PWS then declares "I am put off by a lot of Jarrett's music, especially when he drifts into dangerous new agey waters of embarrassingly Romantic tonal backwash." The more I listen to Jarrett, the less this bothers me. I don't dislike it less - I hope I never come to like the sappy fusion tracks on Expectations - but the fact that Jarrett can juxtapose the thorniest inside-the-piano improvisation with mush and seem equally happy doing both somehow feels fearless, to me. I mean, was it obvious, in the late '60s, that Bill Evans and Ornette Coleman could be brought together, as they are on Life Between the Exit Signs?

listening notes: bobby jaspar, modern jazz au club st-germain


I'll grant that the sentiment is telegraphed by the album's title, the Jazz in Paris series it is a part of and the cover, but this music is essentially Parisian. It's about flâner, the unhurried and destination-free strolling that may involve checking out an open-air book stand by the Seine, sitting in a café's terrasse or lying down on the banks of the canal St. Martin. Of course, Jaspar (and bassist Benoît Quersin) is Belgian, transplanted into Paris from Liège, but he has absorbed the city and it has absorbed him: according to the liner notes, his All Stars was recognised, in 1955, as "the greatest current modern small jazz ensemble in France."

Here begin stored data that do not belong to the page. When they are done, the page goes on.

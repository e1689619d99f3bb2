use tracing::{info, instrument};
use tracing_subscriber::{layer::SubscriberExt, util::SubscriberInitExt, EnvFilter};

use weather_aggregator::app::Application;
use weather_aggregator::config::Config;

#[tokio::main]
#[instrument]
async fn main() -> Result<(), Box<dyn std::error::Error>> {
    // Initialize tracing with environment filter support
    tracing_subscriber::registry()
        .with(
            EnvFilter::try_from_default_env()
                .unwrap_or_else(|_| EnvFilter::new("info,weather_aggregator=debug")),
        )
        .with(
            tracing_subscriber::fmt::layer()
                .with_target(true)
                .with_thread_ids(true)
                .with_line_number(true),
        )
        .init();

    dotenvy::dotenv().ok();

    let config = Config::from_env()?;
    info!("Starting weather aggregator with config: {:?}", config);

    let application = Application::build(config).await?;
    application.run_until_stopped().await?;

    info!("Weather aggregator stopped");
    Ok(())
}
use async_trait::async_trait;
use tracing::{debug, instrument, warn};
use xmltree::Element;

use crate::conditions::{compass_bearing, Condition};
use crate::fetch_error::FetchError;
use crate::feeds::{
    child_f64, child_text, children, expand_url, find_descendant, get_text, parse_feed_time,
    parse_xml, station_is_valid, Feed, FeedClient,
};
use crate::models::RawForecastPoint;

pub const DEFAULT_FORECAST_URL: &str =
    "https://xmlweather.vedur.is/?op_w=xml&type=forec&lang=en&view=xml&ids={station_id}";

/// Client for the station forecast XML feed
#[derive(Clone)]
pub struct ForecastClient {
    client: reqwest::Client,
    url_template: String,
}

impl ForecastClient {
    pub fn new(url_template: String) -> Self {
        Self {
            client: reqwest::Client::new(),
            url_template,
        }
    }

    #[instrument(skip(self, xml), fields(xml_size = xml.len()))]
    pub fn parse_forecast(&self, station_id: &str, xml: &str) -> Result<Vec<RawForecastPoint>, FetchError> {
        let root = parse_xml(xml)?;
        let station = find_descendant(&root, "station")
            .ok_or_else(|| FetchError::MalformedPayload("no <station> element".to_string()))?;

        if !station_is_valid(station) {
            debug!("Station {} reported as invalid by forecast feed", station_id);
            return Err(FetchError::EmptyResult(station_id.to_string()));
        }

        let issued_at = match child_text(station, "atime") {
            Some(atime) => match parse_feed_time(&atime) {
                Ok(ts) => Some(ts),
                Err(e) => {
                    warn!("Ignoring unparseable forecast issue time: {}", e);
                    None
                }
            },
            None => None,
        };

        let entries: Vec<&Element> = children(station, "forecast").collect();
        if entries.is_empty() {
            return Err(FetchError::EmptyResult(station_id.to_string()));
        }

        let mut points = Vec::with_capacity(entries.len());
        let mut skipped = 0;
        for (idx, entry) in entries.iter().enumerate() {
            match parse_point(entry, issued_at) {
                Ok(point) => points.push(point),
                Err(e) => {
                    warn!("Skipping forecast entry {}: {}", idx, e);
                    skipped += 1;
                }
            }
        }

        if skipped > 0 {
            warn!("Skipped {} unparseable forecast entries out of {}", skipped, entries.len());
        }
        if points.is_empty() {
            return Err(FetchError::MalformedPayload(format!(
                "none of {} forecast entries could be parsed",
                entries.len()
            )));
        }

        debug!("Parsed {} forecast points", points.len());
        Ok(points)
    }
}

fn parse_point(
    entry: &Element,
    issued_at: Option<chrono::DateTime<chrono::Utc>>,
) -> Result<RawForecastPoint, FetchError> {
    let ftime = child_text(entry, "ftime")
        .ok_or_else(|| FetchError::MalformedPayload("missing <ftime>".to_string()))?;
    let timestamp = parse_feed_time(&ftime)?;
    let temperature = child_f64(entry, "T")
        .ok_or_else(|| FetchError::MalformedPayload(format!("missing temperature at {}", ftime)))?;
    let wind_speed = child_f64(entry, "F")
        .ok_or_else(|| FetchError::MalformedPayload(format!("missing wind speed at {}", ftime)))?;
    let condition_text = child_text(entry, "W");

    Ok(RawForecastPoint {
        timestamp,
        issued_at,
        temperature,
        wind_speed,
        wind_direction: child_text(entry, "D").as_deref().and_then(compass_bearing),
        condition: Condition::from_text(condition_text.as_deref()),
        condition_text,
    })
}

#[async_trait]
impl FeedClient for ForecastClient {
    type Payload = Vec<RawForecastPoint>;

    fn feed(&self) -> Feed {
        Feed::Forecast
    }

    #[instrument(skip(self), fields(feed = "forecast"))]
    async fn fetch(&self, station_id: &str) -> Result<Vec<RawForecastPoint>, FetchError> {
        let url = expand_url(&self.url_template, "station_id", station_id);
        debug!("Requesting forecast from {}", url);
        let xml = get_text(&self.client, &url).await?;
        debug!("Retrieved forecast XML, size: {} bytes", xml.len());
        self.parse_forecast(station_id, &xml)
    }
}

#[cfg(test)]
mod tests {
    use super::*;

    fn client() -> ForecastClient {
        ForecastClient::new(DEFAULT_FORECAST_URL.to_string())
    }

    const FORECAST_XML: &str = r#"<?xml version="1.0" encoding="utf-8"?>
<forecasts>
  <station id="1" valid="1">
    <name>Reykjavík</name>
    <atime>2025-01-10 06:00:00</atime>
    <err></err>
    <forecast>
      <ftime>2025-01-10 12:00:00</ftime>
      <F>3</F><D>S</D><T>4</T><W>Cloudy</W>
    </forecast>
    <forecast>
      <ftime>2025-01-10 13:00:00</ftime>
      <F>5</F><D>Logn</D><T>-1</T><W>Light snow</W>
    </forecast>
  </station>
</forecasts>"#;

    #[test]
    fn test_parse_forecast() {
        let points = client().parse_forecast("1", FORECAST_XML).unwrap();
        assert_eq!(points.len(), 2);

        assert_eq!(points[0].temperature, 4.0);
        assert_eq!(points[0].wind_speed, 3.0);
        assert_eq!(points[0].wind_direction, Some(180.0));
        assert_eq!(points[0].condition, Condition::Cloudy);
        assert_eq!(
            points[0].issued_at.unwrap().to_rfc3339(),
            "2025-01-10T06:00:00+00:00"
        );

        // Calm has no bearing
        assert_eq!(points[1].wind_direction, None);
        assert_eq!(points[1].condition, Condition::Snowy);
    }

    #[test]
    fn test_parse_forecast_skips_incomplete_entries() {
        let xml = r#"<forecasts><station id="1" valid="1">
            <forecast><ftime>2025-01-10 12:00:00</ftime><F>3</F><T></T></forecast>
            <forecast><ftime>bad</ftime><F>3</F><T>1</T></forecast>
            <forecast><ftime>2025-01-10 14:00:00</ftime><F>2</F><T>1</T></forecast>
        </station></forecasts>"#;
        let points = client().parse_forecast("1", xml).unwrap();
        assert_eq!(points.len(), 1);
        assert_eq!(points[0].temperature, 1.0);
        assert_eq!(points[0].issued_at, None);
    }

    #[test]
    fn test_parse_forecast_invalid_station_is_empty() {
        let xml = r#"<forecasts><station id="999" valid="0"><err>Station not found</err></station></forecasts>"#;
        let result = client().parse_forecast("999", xml);
        assert!(matches!(result, Err(FetchError::EmptyResult(id)) if id == "999"));
    }

    #[test]
    fn test_parse_forecast_without_entries_is_empty() {
        let xml = r#"<forecasts><station id="1" valid="1"><name>X</name></station></forecasts>"#;
        assert!(matches!(
            client().parse_forecast("1", xml),
            Err(FetchError::EmptyResult(_))
        ));
    }

    #[test]
    fn test_parse_forecast_all_entries_broken_is_malformed() {
        let xml = r#"<forecasts><station id="1" valid="1">
            <forecast><ftime>2025-01-10 12:00:00</ftime></forecast>
        </station></forecasts>"#;
        assert!(matches!(
            client().parse_forecast("1", xml),
            Err(FetchError::MalformedPayload(_))
        ));
    }

    #[test]
    fn test_parse_forecast_not_xml() {
        assert!(matches!(
            client().parse_forecast("1", "<html><body>oops"),
            Err(FetchError::MalformedPayload(_))
        ));
        assert!(matches!(
            client().parse_forecast("1", "<forecasts/>"),
            Err(FetchError::MalformedPayload(_))
        ));
    }
}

On the opening "Bag's Groove" Jaspar makes understated nods towards the blues by letting his intonation waver, attack slacken and phrasing float, but otherwise he is a crooner for whom everything must sound effortless. This is best demonstrated on his own "Memory of Dick."



Another sublime moment of balladry comes later with "I Can't Get Started," but, interestingly, its interpretation somehow sounds more American, to me. "Minor Drops" is perhaps the only instance of the big city bustle encroaching on the Sunday afternoon pleasantries, as Jaspar, Sacha Distel's guitar and René Urtreger's piano jockey uncomfortably for position before returning to the head.

This cool approach wilts under the glare of, say, Miles Davis's definitive recording of "Bag's Groove" or of more assuredly rhythmical versions of "Night In Tunisia," but douceur de vivre is no bad thing: even Louis Armstrong sang "C'est si bon" (Armstrong's rolled growl "yeah" is one of the greatest sounds in music).

it's hard being a young werther all the time...



...so sometimes only a Casio will do.

Saturday, August 11, 2007

listening notes: bill evans/jim hall, undercurrent


The most intriguing thing about this album, for me, is the relationship between the packaging and the music. For many, this is a minor concern, maybe even a superficial one: the music towers above whatever thing (or, in the mp3 age, non-thing) it happens to be wrapped in. Still, ill-advised fonts, corny photographs and dreary layouts are painful, while amazing visual art can only enhance (and, in some cases, redeem) the music. And so-bad-it's-great cover art is an inexhaustible source of fun.

Joanna Newsom's Ys probably goes overboard, but the cover painting, embossed outer sleeve and gold-trimmed booklet create a rich context for the music to unfold in. It's not just about the size of the budget, either: Erstwhile's covers are regularly fantastic, especially Keith Rowe's paintings.

If this context provided by packaging was unimportant, musicians wouldn't title their compositions, give their group names, decide to wear expensive suits rather than combat pants, etc. And there wouldn't be this trend, that I'm really tired of, of record companies imposing a really strict look in order to create a "label identity." A part of the music's individuality is erased in favour of factory-line streamlining. Hat Hut, ECM, Ayler and De Werf are examples from different levels in the food chain.

Undercurrent's beautiful cover is tragic, dramatic, oneiric and mysterious. Barry J. Titus's original liner notes read like extremely bad William Burroughs ("Blue, yellow tinged, Mars capillaried, eye, blue crystal, white slash, 'I know what I want! Why is it such a struggle for you? I feel revolutions.'" And so on.). What do either the cover or the liners have to do with the music?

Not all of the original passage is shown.